=== Entries provided ===
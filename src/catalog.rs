//! Theme discovery: packs, themes and their animation frames.

use std::ffi::OsStr;
use std::path::{Path, PathBuf};

use walkdir::{DirEntry, WalkDir};

/// Extension of the descriptor file that marks a directory as a theme.
pub const DESCRIPTOR_EXTENSION: &str = "plymouth";
/// File name prefix of numbered animation frames.
pub const FRAME_PREFIX: &str = "progress-";

/// A single installable theme directory.
#[derive(Clone, Debug, PartialEq, Eq)]
pub struct Theme {
    /// Directory name of the theme.
    pub name: String,
    /// Theme directory on disk.
    pub path: PathBuf,
    /// First `.plymouth` descriptor found in the directory.
    pub descriptor: PathBuf,
    /// Frame files in playback order.
    pub frames: Vec<PathBuf>,
}

impl Theme {
    pub fn frame_count(&self) -> usize {
        self.frames.len()
    }
}

/// A directory grouping related themes.
#[derive(Clone, Debug, PartialEq, Eq)]
pub struct ThemePack {
    /// Directory name of the pack.
    pub name: String,
    pub path: PathBuf,
    /// Themes in lexicographic directory order.
    pub themes: Vec<Theme>,
}

/// Result of a single scan of the themes root.
#[derive(Clone, Debug, Default, PartialEq, Eq)]
pub struct Catalog {
    pub packs: Vec<ThemePack>,
}

impl Catalog {
    /// Scan `root` for packs whose directory names start with `pack_prefix`.
    ///
    /// Unreadable directories are skipped; the scan never fails.
    pub fn scan(root: &Path, pack_prefix: &str) -> Self {
        let packs: Vec<ThemePack> = child_dirs(root)
            .filter(|entry| file_name(entry).starts_with(pack_prefix))
            .map(|entry| scan_pack(entry.path()))
            .collect();

        let catalog = Self { packs };
        log::info!(
            "scanned {}: {} packs, {} themes",
            root.display(),
            catalog.packs.len(),
            catalog.theme_count()
        );
        catalog
    }

    pub fn theme_count(&self) -> usize {
        self.packs.iter().map(|pack| pack.themes.len()).sum()
    }

    /// Look up a catalogued theme by its directory path.
    pub fn find_theme(&self, path: &Path) -> Option<&Theme> {
        self.packs
            .iter()
            .flat_map(|pack| pack.themes.iter())
            .find(|theme| theme.path == path)
    }

    pub fn is_empty(&self) -> bool {
        self.packs.is_empty()
    }
}

fn scan_pack(path: &Path) -> ThemePack {
    let themes = child_dirs(path)
        .filter_map(|entry| scan_theme(entry.path()))
        .collect();
    ThemePack {
        name: dir_name(path),
        path: path.to_path_buf(),
        themes,
    }
}

/// Build a theme record when `path` holds at least one descriptor file.
fn scan_theme(path: &Path) -> Option<Theme> {
    let descriptor = child_files(path)
        .map(|entry| entry.into_path())
        .find(|file| has_extension(file, DESCRIPTOR_EXTENSION))?;

    Some(Theme {
        name: dir_name(path),
        path: path.to_path_buf(),
        descriptor,
        frames: discover_frames(path),
    })
}

/// Collect the frame images of a theme directory in playback order.
///
/// `progress-<N>.png` files win; otherwise any PNG whose stem has a digit.
pub fn discover_frames(theme_dir: &Path) -> Vec<PathBuf> {
    let pngs: Vec<PathBuf> = child_files(theme_dir)
        .map(|entry| entry.into_path())
        .filter(|file| has_extension(file, "png"))
        .collect();

    let mut frames: Vec<PathBuf> = pngs
        .iter()
        .filter(|file| stem(file).starts_with(FRAME_PREFIX))
        .cloned()
        .collect();
    if frames.is_empty() {
        frames = pngs
            .into_iter()
            .filter(|file| stem(file).chars().any(|c| c.is_ascii_digit()))
            .collect();
    }

    sort_frames(&mut frames);
    frames
}

/// Order frames by their embedded number, then by file name.
pub fn sort_frames(frames: &mut [PathBuf]) {
    frames.sort_by(|a, b| {
        frame_number(a)
            .cmp(&frame_number(b))
            .then_with(|| a.file_name().cmp(&b.file_name()))
    });
}

/// Number embedded in a frame file name; 0 when none can be parsed.
///
/// `name-12-x.png` yields the second dash-separated segment, other names
/// yield their first run of digits.
pub fn frame_number(path: &Path) -> u64 {
    let stem = stem(path);
    if stem.contains('-') {
        return stem
            .split('-')
            .nth(1)
            .and_then(|segment| segment.parse().ok())
            .unwrap_or(0);
    }
    let digits: String = stem
        .chars()
        .skip_while(|c| !c.is_ascii_digit())
        .take_while(|c| c.is_ascii_digit())
        .collect();
    digits.parse().unwrap_or(0)
}

/// Immediate subdirectories of `dir`, sorted by name, unreadable ones dropped.
fn child_dirs(dir: &Path) -> impl Iterator<Item = DirEntry> {
    children(dir).filter(|entry| entry.file_type().is_dir())
}

fn child_files(dir: &Path) -> impl Iterator<Item = DirEntry> {
    children(dir).filter(|entry| entry.file_type().is_file())
}

fn children(dir: &Path) -> impl Iterator<Item = DirEntry> {
    WalkDir::new(dir)
        .follow_links(true)
        .min_depth(1)
        .max_depth(1)
        .sort_by_file_name()
        .into_iter()
        .filter_map(|entry| match entry {
            Ok(entry) => Some(entry),
            Err(err) => {
                log::debug!("skipping unreadable entry: {err}");
                None
            }
        })
}

fn has_extension(path: &Path, wanted: &str) -> bool {
    match path.extension().and_then(OsStr::to_str) {
        Some(ext) => ext.eq_ignore_ascii_case(wanted),
        None => false,
    }
}

fn stem(path: &Path) -> String {
    path.file_stem()
        .map(|s| s.to_string_lossy().into_owned())
        .unwrap_or_default()
}

fn file_name(entry: &DirEntry) -> String {
    entry.file_name().to_string_lossy().into_owned()
}

fn dir_name(path: &Path) -> String {
    path.file_name()
        .map(|s| s.to_string_lossy().into_owned())
        .unwrap_or_default()
}
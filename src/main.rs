mod app;
mod panels;
mod theme;

use std::path::PathBuf;

use clap::Parser;
use eframe::egui;

use plymouth_toolkit::settings;

/// Plymouth theme viewer and installer.
#[derive(Debug, Parser)]
#[command(version)]
struct Cli {
    /// Directory containing the `pack_*` theme directories.
    #[arg(long, value_name = "DIR")]
    root: Option<PathBuf>,
    /// Read settings from this file instead of the per-user config.
    #[arg(long, value_name = "FILE")]
    config: Option<PathBuf>,
    /// Initial frame interval in milliseconds (10-200).
    #[arg(long, value_name = "MS")]
    interval: Option<u64>,
}

fn main() -> anyhow::Result<()> {
    env_logger::Builder::from_env(env_logger::Env::default().default_filter_or("info")).init();

    let cli = Cli::parse();
    let mut settings = match &cli.config {
        Some(path) => settings::load_from(path),
        None => settings::load(),
    };
    if let Some(root) = cli.root {
        settings.themes_root = Some(root);
    }
    if let Some(interval) = cli.interval {
        settings.frame_interval_ms = interval;
    }
    let themes_root = settings.resolve_themes_root()?;

    let native_options = eframe::NativeOptions {
        viewport: egui::ViewportBuilder::default()
            .with_title("Plymouth Theme Viewer")
            .with_inner_size([900.0, 700.0]),
        ..Default::default()
    };
    eframe::run_native(
        "Plymouth Theme Viewer",
        native_options,
        Box::new(move |cc| Box::new(app::ToolkitApp::new(cc, settings, themes_root))),
    )
    .map_err(|err| anyhow::anyhow!("failed to start window: {err}"))?;
    Ok(())
}
//! Per-window session state: the catalog, the active theme and its playback.

use std::path::Path;
use std::time::{Duration, Instant};

use crate::animation::AnimationDriver;
use crate::catalog::{Catalog, Theme};
use crate::dispatcher::{ActionKind, Dispatcher, PendingAction};
use crate::frames::{self, CanvasSize, Frame, FrameSequence};
use crate::tasks::{ActionEvent, ActionTask};
use crate::theme_list::display_name;

/// Info text shown before anything is selected.
pub const IDLE_INFO: &str = "Select a theme to preview";

/// The selected theme together with its decoded frames.
#[derive(Debug, Clone)]
pub struct ActiveTheme {
    pub theme: Theme,
    pub frames: FrameSequence,
}

#[derive(Debug, Clone, Copy, PartialEq, Eq)]
pub enum SelectionOutcome {
    /// Frames were decoded and playback started.
    Loaded { frames: usize },
    /// The theme has no frame that could be loaded.
    NoFrames,
    /// The path is not part of the catalog.
    Unknown,
}

/// State owned by the top-level window.
#[derive(Debug)]
pub struct Session {
    catalog: Catalog,
    canvas: CanvasSize,
    active: Option<ActiveTheme>,
    animation: AnimationDriver,
    info: String,
    /// Confirmed privileged action still running, at most one.
    task: Option<ActionTask>,
}

impl Session {
    pub fn new(catalog: Catalog, canvas: CanvasSize, interval_ms: u64) -> Self {
        Self {
            catalog,
            canvas,
            active: None,
            animation: AnimationDriver::new(interval_ms),
            info: IDLE_INFO.to_string(),
            task: None,
        }
    }

    pub fn catalog(&self) -> &Catalog {
        &self.catalog
    }

    pub fn canvas(&self) -> CanvasSize {
        self.canvas
    }

    pub fn info(&self) -> &str {
        &self.info
    }

    pub fn active(&self) -> Option<&ActiveTheme> {
        self.active.as_ref()
    }

    pub fn animation(&self) -> &AnimationDriver {
        &self.animation
    }

    /// Load the theme at `path`, replacing the previous frame cache.
    pub fn select_theme(&mut self, path: &Path, now: Instant) -> SelectionOutcome {
        self.animation.load(0);
        self.active = None;

        let Some(theme) = self.catalog.find_theme(path).cloned() else {
            log::warn!("selected theme is not catalogued: {}", path.display());
            self.info = IDLE_INFO.to_string();
            return SelectionOutcome::Unknown;
        };

        let frames = frames::load_frames(&theme.frames, self.canvas);
        if frames.is_empty() {
            self.info = format!("No animation frames found in {}", theme.name);
            return SelectionOutcome::NoFrames;
        }

        let count = frames.len();
        log::info!("loaded {count} frames for {}", theme.name);
        self.info = format!(
            "Theme: {}\nFrames: {count}\nPath: {}",
            display_name(&theme.name),
            theme.path.display()
        );
        self.animation.load(count);
        self.animation.start(now);
        self.active = Some(ActiveTheme { theme, frames });
        SelectionOutcome::Loaded { frames: count }
    }

    /// Actions need a selected theme with at least one loaded frame and no action in flight.
    pub fn actions_enabled(&self) -> bool {
        self.task.is_none() && self.active.as_ref().is_some_and(|active| !active.frames.is_empty())
    }

    pub fn is_busy(&self) -> bool {
        self.task.is_some()
    }

    /// The action currently running on the worker.
    pub fn running_action(&self) -> Option<&PendingAction> {
        self.task.as_ref().map(ActionTask::action)
    }

    /// Run a confirmed action in the background. Refused while another one runs.
    pub fn start_action(&mut self, dispatcher: &Dispatcher, action: PendingAction) -> bool {
        if let Some(running) = self.running_action() {
            log::warn!(
                "ignoring {:?} of {}: {:?} of {} still running",
                action.kind,
                action.theme_name,
                running.kind,
                running.theme_name
            );
            return false;
        }
        self.task = Some(ActionTask::spawn(dispatcher.clone(), action));
        true
    }

    /// Collect the outcome of the running action once the worker reported.
    pub fn poll_action(&mut self) -> Option<ActionEvent> {
        let event = self.task.as_mut()?.try_finish()?;
        self.task = None;
        Some(event)
    }

    pub fn pending_action(&self, kind: ActionKind) -> Option<PendingAction> {
        let active = self.active.as_ref()?;
        Some(PendingAction::new(kind, &active.theme.path))
    }

    /// Frame currently on screen.
    pub fn current_frame(&self) -> Option<&Frame> {
        self.active.as_ref()?.frames.get(self.animation.displayed())
    }

    pub fn toggle_playback(&mut self, now: Instant) {
        if self.active.is_some() {
            self.animation.toggle(now);
        }
    }

    pub fn stop_playback(&mut self) {
        self.animation.stop();
    }

    pub fn set_interval_ms(&mut self, interval_ms: u64, now: Instant) {
        self.animation.set_interval_ms(interval_ms, now);
    }

    /// Advance the animation if its timer is due. Returns true when the frame changed.
    pub fn poll(&mut self, now: Instant) -> bool {
        self.animation.poll(now).is_some()
    }

    pub fn time_until_next_frame(&self, now: Instant) -> Option<Duration> {
        self.animation.time_until_next(now)
    }

    /// Tear down the animation timer and wait for a running action before the window goes away.
    pub fn shutdown(&mut self) {
        self.animation.pause();
        if let Some(task) = self.task.take() {
            log::info!("waiting for {} to finish", task.action().theme_name);
            drop(task);
        }
    }
}

#[cfg(test)]
mod tests {
    use super::*;
    use crate::dispatcher::{CommandOutput, CommandRunner};
    use crate::settings::AppSettings;
    use std::fs;
    use std::io;
    use std::sync::mpsc::{self, Receiver, Sender};
    use std::sync::{Arc, Mutex};
    use std::thread;
    use tempfile::TempDir;

    /// Holds every command until the test releases it.
    struct GatedRunner {
        release: Mutex<Receiver<()>>,
        calls: Mutex<usize>,
    }

    impl GatedRunner {
        fn new() -> (Arc<Self>, Sender<()>) {
            let (tx, rx) = mpsc::channel();
            let runner = Arc::new(Self {
                release: Mutex::new(rx),
                calls: Mutex::new(0),
            });
            (runner, tx)
        }
    }

    impl CommandRunner for GatedRunner {
        fn run(&self, _program: &str, _args: &[String]) -> io::Result<CommandOutput> {
            *self.calls.lock().unwrap() += 1;
            let _ = self.release.lock().unwrap().recv();
            Ok(CommandOutput {
                success: true,
                stderr: String::new(),
            })
        }
    }

    fn theme_dir(root: &Path, frames: &[&str]) -> std::path::PathBuf {
        let dir = root.join("pack_sample").join("glow");
        fs::create_dir_all(&dir).unwrap();
        fs::write(dir.join("glow.plymouth"), b"[Plymouth Theme]\n").unwrap();
        for name in frames {
            image::RgbaImage::new(8, 8).save(dir.join(name)).unwrap();
        }
        dir
    }

    #[test]
    fn selection_loads_frames_and_starts_playback() {
        let root = TempDir::new().unwrap();
        let dir = theme_dir(root.path(), &["progress-0.png", "progress-1.png"]);
        let mut session = Session::new(Catalog::scan(root.path(), "pack_"), CanvasSize::default(), 50);

        let outcome = session.select_theme(&dir, Instant::now());
        assert_eq!(outcome, SelectionOutcome::Loaded { frames: 2 });
        assert!(session.actions_enabled());
        assert!(session.animation().is_running());
        assert!(session.info().starts_with("Theme: Glow\nFrames: 2"));
        assert_eq!(
            session.pending_action(ActionKind::Install).unwrap().theme_name,
            "glow"
        );
    }

    #[test]
    fn unknown_path_clears_selection() {
        let root = TempDir::new().unwrap();
        let dir = theme_dir(root.path(), &["progress-0.png"]);
        let mut session = Session::new(Catalog::scan(root.path(), "pack_"), CanvasSize::default(), 50);
        session.select_theme(&dir, Instant::now());

        let outcome = session.select_theme(&root.path().join("elsewhere"), Instant::now());
        assert_eq!(outcome, SelectionOutcome::Unknown);
        assert_eq!(session.info(), IDLE_INFO);
        assert!(!session.actions_enabled());
        assert!(!session.animation().is_running());
        assert!(session.pending_action(ActionKind::Apply).is_none());
    }

    #[test]
    fn shutdown_tears_down_timer() {
        let root = TempDir::new().unwrap();
        let dir = theme_dir(root.path(), &["progress-0.png"]);
        let mut session = Session::new(Catalog::scan(root.path(), "pack_"), CanvasSize::default(), 50);
        session.select_theme(&dir, Instant::now());
        session.shutdown();
        assert!(!session.animation().is_running());
        assert_eq!(session.time_until_next_frame(Instant::now()), None);
    }

    #[test]
    fn one_action_at_a_time() {
        let root = TempDir::new().unwrap();
        let dir = theme_dir(root.path(), &["progress-0.png"]);
        let mut session = Session::new(Catalog::scan(root.path(), "pack_"), CanvasSize::default(), 50);
        session.select_theme(&dir, Instant::now());

        let (runner, release) = GatedRunner::new();
        let dispatcher = Dispatcher::new(&AppSettings::default(), root.path(), runner.clone());
        let install = session.pending_action(ActionKind::Install).unwrap();
        assert!(session.start_action(&dispatcher, install.clone()));
        assert!(session.is_busy());
        assert!(!session.actions_enabled());
        assert_eq!(session.running_action(), Some(&install));

        let apply = session.pending_action(ActionKind::Apply).unwrap();
        assert!(!session.start_action(&dispatcher, apply));
        assert_eq!(session.running_action(), Some(&install));
        assert!(session.poll_action().is_none());

        release.send(()).unwrap();
        let event = loop {
            if let Some(event) = session.poll_action() {
                break event;
            }
            thread::sleep(Duration::from_millis(5));
        };
        assert_eq!(event.action, install);
        assert!(event.result.is_ok());
        assert_eq!(*runner.calls.lock().unwrap(), 1);
        assert!(!session.is_busy());
        assert!(session.actions_enabled());
    }

    #[test]
    fn shutdown_waits_for_running_action() {
        let root = TempDir::new().unwrap();
        let dir = theme_dir(root.path(), &["progress-0.png"]);
        let mut session = Session::new(Catalog::scan(root.path(), "pack_"), CanvasSize::default(), 50);
        session.select_theme(&dir, Instant::now());

        let (runner, release) = GatedRunner::new();
        let dispatcher = Dispatcher::new(&AppSettings::default(), root.path(), runner);
        let apply = session.pending_action(ActionKind::Apply).unwrap();
        assert!(session.start_action(&dispatcher, apply));

        release.send(()).unwrap();
        release.send(()).unwrap();
        session.shutdown();
        assert!(!session.is_busy());
        assert!(session.poll_action().is_none());
    }
}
===
=== About this task ===
What you return must be the lines above that run from the line with "at most one." to the line with "previous frame cache.", inclusive, each copied exactly.

=== Response for this exercise ===
    /// Confirmed privileged action still running, at most one.
    task: Option<ActionTask>,
}

impl Session {
    pub fn new(catalog: Catalog, canvas: CanvasSize, interval_ms: u64) -> Self {
        Self {
            catalog,
            canvas,
            active: None,
            animation: AnimationDriver::new(interval_ms),
            info: IDLE_INFO.to_string(),
            task: None,
        }
    }

    pub fn catalog(&self) -> &Catalog {
        &self.catalog
    }

    pub fn canvas(&self) -> CanvasSize {
        self.canvas
    }

    pub fn info(&self) -> &str {
        &self.info
    }

    pub fn active(&self) -> Option<&ActiveTheme> {
        self.active.as_ref()
    }

    pub fn animation(&self) -> &AnimationDriver {
        &self.animation
    }

    /// Load the theme at `path`, replacing the previous frame cache.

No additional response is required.